Every line below should be set down exactly as it appears.

--------------------------------

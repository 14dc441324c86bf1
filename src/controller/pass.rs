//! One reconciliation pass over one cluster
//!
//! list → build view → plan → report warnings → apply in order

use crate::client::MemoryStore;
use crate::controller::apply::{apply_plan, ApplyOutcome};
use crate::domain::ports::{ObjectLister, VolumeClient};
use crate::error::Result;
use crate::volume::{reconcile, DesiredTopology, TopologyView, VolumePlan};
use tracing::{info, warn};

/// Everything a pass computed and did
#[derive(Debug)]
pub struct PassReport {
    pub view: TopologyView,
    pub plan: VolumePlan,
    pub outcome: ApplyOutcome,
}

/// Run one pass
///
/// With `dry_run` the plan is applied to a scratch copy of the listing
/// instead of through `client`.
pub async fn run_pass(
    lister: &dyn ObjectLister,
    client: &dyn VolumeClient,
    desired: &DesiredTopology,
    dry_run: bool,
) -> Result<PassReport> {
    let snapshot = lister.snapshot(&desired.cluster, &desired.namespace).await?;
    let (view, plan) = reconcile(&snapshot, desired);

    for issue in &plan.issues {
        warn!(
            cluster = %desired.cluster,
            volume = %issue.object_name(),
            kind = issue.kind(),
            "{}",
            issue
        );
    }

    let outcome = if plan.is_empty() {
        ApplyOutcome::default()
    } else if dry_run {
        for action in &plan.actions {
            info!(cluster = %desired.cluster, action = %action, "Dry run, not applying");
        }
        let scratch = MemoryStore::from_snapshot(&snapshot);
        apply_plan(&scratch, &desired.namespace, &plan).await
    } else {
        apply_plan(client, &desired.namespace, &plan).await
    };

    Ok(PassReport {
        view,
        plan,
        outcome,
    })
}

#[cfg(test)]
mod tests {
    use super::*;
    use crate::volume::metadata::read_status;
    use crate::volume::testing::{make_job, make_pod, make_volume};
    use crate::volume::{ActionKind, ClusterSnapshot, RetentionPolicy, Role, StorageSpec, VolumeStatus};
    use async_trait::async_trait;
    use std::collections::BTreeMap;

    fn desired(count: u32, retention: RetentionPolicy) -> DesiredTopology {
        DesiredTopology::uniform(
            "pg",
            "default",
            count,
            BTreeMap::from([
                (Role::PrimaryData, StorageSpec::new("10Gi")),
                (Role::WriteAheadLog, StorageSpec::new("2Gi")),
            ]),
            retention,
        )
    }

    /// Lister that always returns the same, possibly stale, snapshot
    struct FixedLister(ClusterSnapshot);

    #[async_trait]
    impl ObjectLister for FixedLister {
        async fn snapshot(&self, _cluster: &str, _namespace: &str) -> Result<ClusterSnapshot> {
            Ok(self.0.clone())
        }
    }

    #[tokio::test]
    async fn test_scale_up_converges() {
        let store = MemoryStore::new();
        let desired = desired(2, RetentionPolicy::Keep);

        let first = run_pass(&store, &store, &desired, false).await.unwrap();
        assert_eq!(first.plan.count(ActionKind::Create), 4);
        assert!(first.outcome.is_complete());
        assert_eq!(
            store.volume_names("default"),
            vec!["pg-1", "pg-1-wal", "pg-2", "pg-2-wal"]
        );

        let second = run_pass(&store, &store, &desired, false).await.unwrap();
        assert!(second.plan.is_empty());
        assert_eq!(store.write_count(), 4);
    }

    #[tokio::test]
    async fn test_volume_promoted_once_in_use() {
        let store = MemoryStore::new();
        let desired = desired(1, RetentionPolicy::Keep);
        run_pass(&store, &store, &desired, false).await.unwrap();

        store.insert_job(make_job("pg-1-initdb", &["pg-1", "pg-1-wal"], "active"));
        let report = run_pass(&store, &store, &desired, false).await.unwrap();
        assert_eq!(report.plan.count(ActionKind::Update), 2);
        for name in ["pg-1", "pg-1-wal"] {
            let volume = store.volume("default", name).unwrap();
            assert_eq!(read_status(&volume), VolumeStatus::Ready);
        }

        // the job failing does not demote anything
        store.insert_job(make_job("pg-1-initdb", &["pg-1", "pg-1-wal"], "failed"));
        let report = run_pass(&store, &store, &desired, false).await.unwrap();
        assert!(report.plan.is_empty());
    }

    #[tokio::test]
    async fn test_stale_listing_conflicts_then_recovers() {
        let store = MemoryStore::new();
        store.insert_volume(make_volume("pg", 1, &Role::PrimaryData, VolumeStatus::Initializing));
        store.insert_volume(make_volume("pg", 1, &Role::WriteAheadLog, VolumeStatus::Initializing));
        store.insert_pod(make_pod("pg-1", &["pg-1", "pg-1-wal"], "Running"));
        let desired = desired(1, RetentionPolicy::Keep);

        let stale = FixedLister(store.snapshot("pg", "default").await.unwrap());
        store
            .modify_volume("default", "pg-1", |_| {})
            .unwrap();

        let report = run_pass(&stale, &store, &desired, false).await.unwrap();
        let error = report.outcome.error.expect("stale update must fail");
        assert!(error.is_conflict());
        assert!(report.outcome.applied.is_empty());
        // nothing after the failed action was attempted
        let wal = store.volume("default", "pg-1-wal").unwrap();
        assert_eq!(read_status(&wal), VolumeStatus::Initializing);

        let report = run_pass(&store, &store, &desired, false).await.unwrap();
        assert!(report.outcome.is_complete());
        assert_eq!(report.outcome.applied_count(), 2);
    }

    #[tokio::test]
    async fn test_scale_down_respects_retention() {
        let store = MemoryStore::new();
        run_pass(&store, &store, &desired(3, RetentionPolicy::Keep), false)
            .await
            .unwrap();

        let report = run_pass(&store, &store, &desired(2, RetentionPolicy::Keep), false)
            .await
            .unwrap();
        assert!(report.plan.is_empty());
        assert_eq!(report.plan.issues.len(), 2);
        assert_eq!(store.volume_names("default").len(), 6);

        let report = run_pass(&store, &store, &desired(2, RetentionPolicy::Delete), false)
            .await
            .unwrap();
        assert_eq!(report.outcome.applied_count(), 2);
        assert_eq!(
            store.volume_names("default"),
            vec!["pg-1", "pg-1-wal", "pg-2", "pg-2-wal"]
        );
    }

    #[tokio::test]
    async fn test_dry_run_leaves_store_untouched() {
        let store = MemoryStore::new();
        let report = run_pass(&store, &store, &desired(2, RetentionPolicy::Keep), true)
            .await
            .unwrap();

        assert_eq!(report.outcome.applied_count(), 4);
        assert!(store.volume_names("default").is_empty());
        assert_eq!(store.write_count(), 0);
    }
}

--------------------------------

=== Reply ===
repository 14dc441324c86bf1
filename src/controller/pass.rs
//! One reconciliation pass over one cluster
//!
//! list → build view → plan → report warnings → apply in order

use crate::client::MemoryStore;
use crate::controller::apply::{apply_plan, ApplyOutcome};
use crate::domain::ports::{ObjectLister, VolumeClient};
use crate::error::Result;
use crate::volume::{reconcile, DesiredTopology, TopologyView, VolumePlan};
use tracing::{info, warn};

/// Everything a pass computed and did
#[derive(Debug)]
pub struct PassReport {
    pub view: TopologyView,
    pub plan: VolumePlan,
    pub outcome: ApplyOutcome,
}

/// Run one pass
///
/// With `dry_run` the plan is applied to a scratch copy of the listing
/// instead of through `client`.
pub async fn run_pass(
    lister: &dyn ObjectLister,
    client: &dyn VolumeClient,
    desired: &DesiredTopology,
    dry_run: bool,
) -> Result<PassReport> {
    let snapshot = lister.snapshot(&desired.cluster, &desired.namespace).await?;
    let (view, plan) = reconcile(&snapshot, desired);

    for issue in &plan.issues {
        warn!(
            cluster = %desired.cluster,
            volume = %issue.object_name(),
            kind = issue.kind(),
            "{}",
            issue
        );
    }

    let outcome = if plan.is_empty() {
        ApplyOutcome::default()
    } else if dry_run {
        for action in &plan.actions {
            info!(cluster = %desired.cluster, action = %action, "Dry run, not applying");
        }
        let scratch = MemoryStore::from_snapshot(&snapshot);
        apply_plan(&scratch, &desired.namespace, &plan).await
    } else {
        apply_plan(client, &desired.namespace, &plan).await
    };

    Ok(PassReport {
        view,
        plan,
        outcome,
    })
}

#[cfg(test)]
mod tests {
    use super::*;
    use crate::volume::metadata::read_status;
    use crate::volume::testing::{make_job, make_pod, make_volume};
    use crate::volume::{ActionKind, ClusterSnapshot, RetentionPolicy, Role, StorageSpec, VolumeStatus};
    use async_trait::async_trait;
    use std::collections::BTreeMap;

    fn desired(count: u32, retention: RetentionPolicy) -> DesiredTopology {
        DesiredTopology::uniform(
            "pg",
            "default",
            count,
            BTreeMap::from([
                (Role::PrimaryData, StorageSpec::new("10Gi")),
                (Role::WriteAheadLog, StorageSpec::new("2Gi")),
            ]),
            retention,
        )
    }

    /// Lister that always returns the same, possibly stale, snapshot
    struct FixedLister(ClusterSnapshot);

    #[async_trait]
    impl ObjectLister for FixedLister {
        async fn snapshot(&self, _cluster: &str, _namespace: &str) -> Result<ClusterSnapshot> {
            Ok(self.0.clone())
        }
    }

    #[tokio::test]
    async fn test_scale_up_converges() {
        let store = MemoryStore::new();
        let desired = desired(2, RetentionPolicy::Keep);

        let first = run_pass(&store, &store, &desired, false).await.unwrap();
        assert_eq!(first.plan.count(ActionKind::Create), 4);
        assert!(first.outcome.is_complete());
        assert_eq!(
            store.volume_names("default"),
            vec!["pg-1", "pg-1-wal", "pg-2", "pg-2-wal"]
        );

        let second = run_pass(&store, &store, &desired, false).await.unwrap();
        assert!(second.plan.is_empty());
        assert_eq!(store.write_count(), 4);
    }

    #[tokio::test]
    async fn test_volume_promoted_once_in_use() {
        let store = MemoryStore::new();
        let desired = desired(1, RetentionPolicy::Keep);
        run_pass(&store, &store, &desired, false).await.unwrap();

        store.insert_job(make_job("pg-1-initdb", &["pg-1", "pg-1-wal"], "active"));
        let report = run_pass(&store, &store, &desired, false).await.unwrap();
        assert_eq!(report.plan.count(ActionKind::Update), 2);
        for name in ["pg-1", "pg-1-wal"] {
            let volume = store.volume("default", name).unwrap();
            assert_eq!(read_status(&volume), VolumeStatus::Ready);
        }

        // the job failing does not demote anything
        store.insert_job(make_job("pg-1-initdb", &["pg-1", "pg-1-wal"], "failed"));
        let report = run_pass(&store, &store, &desired, false).await.unwrap();
        assert!(report.plan.is_empty());
    }

    #[tokio::test]
    async fn test_stale_listing_conflicts_then_recovers() {
        let store = MemoryStore::new();
        store.insert_volume(make_volume("pg", 1, &Role::PrimaryData, VolumeStatus::Initializing));
        store.insert_volume(make_volume("pg", 1, &Role::WriteAheadLog, VolumeStatus::Initializing));
        store.insert_pod(make_pod("pg-1", &["pg-1", "pg-1-wal"], "Running"));
        let desired = desired(1, RetentionPolicy::Keep);

        let stale = FixedLister(store.snapshot("pg", "default").await.unwrap());
        store
            .modify_volume("default", "pg-1", |_| {})
            .unwrap();

        let report = run_pass(&stale, &store, &desired, false).await.unwrap();
        let error = report.outcome.error.expect("stale update must fail");
        assert!(error.is_conflict());
        assert!(report.outcome.applied.is_empty());
        // nothing after the failed action was attempted
        let wal = store.volume("default", "pg-1-wal").unwrap();
        assert_eq!(read_status(&wal), VolumeStatus::Initializing);

        let report = run_pass(&store, &store, &desired, false).await.unwrap();
        assert!(report.outcome.is_complete());
        assert_eq!(report.outcome.applied_count(), 2);
    }

    #[tokio::test]
    async fn test_scale_down_respects_retention() {
        let store = MemoryStore::new();
        run_pass(&store, &store, &desired(3, RetentionPolicy::Keep), false)
            .await
            .unwrap();

        let report = run_pass(&store, &store, &desired(2, RetentionPolicy::Keep), false)
            .await
            .unwrap();
        assert!(report.plan.is_empty());
        assert_eq!(report.plan.issues.len(), 2);
        assert_eq!(store.volume_names("default").len(), 6);

        let report = run_pass(&store, &store, &desired(2, RetentionPolicy::Delete), false)
            .await
            .unwrap();
        assert_eq!(report.outcome.applied_count(), 2);
        assert_eq!(
            store.volume_names("default"),
            vec!["pg-1", "pg-1-wal", "pg-2", "pg-2-wal"]
        );
    }

    #[tokio::test]
    async fn test_dry_run_leaves_store_untouched() {
        let store = MemoryStore::new();
        let report = run_pass(&store, &store, &desired(2, RetentionPolicy::Keep), true)
            .await
            .unwrap();

        assert_eq!(report.outcome.applied_count(), 4);
        assert!(store.volume_names("default").is_empty());
        assert_eq!(store.write_count(), 0);
    }
}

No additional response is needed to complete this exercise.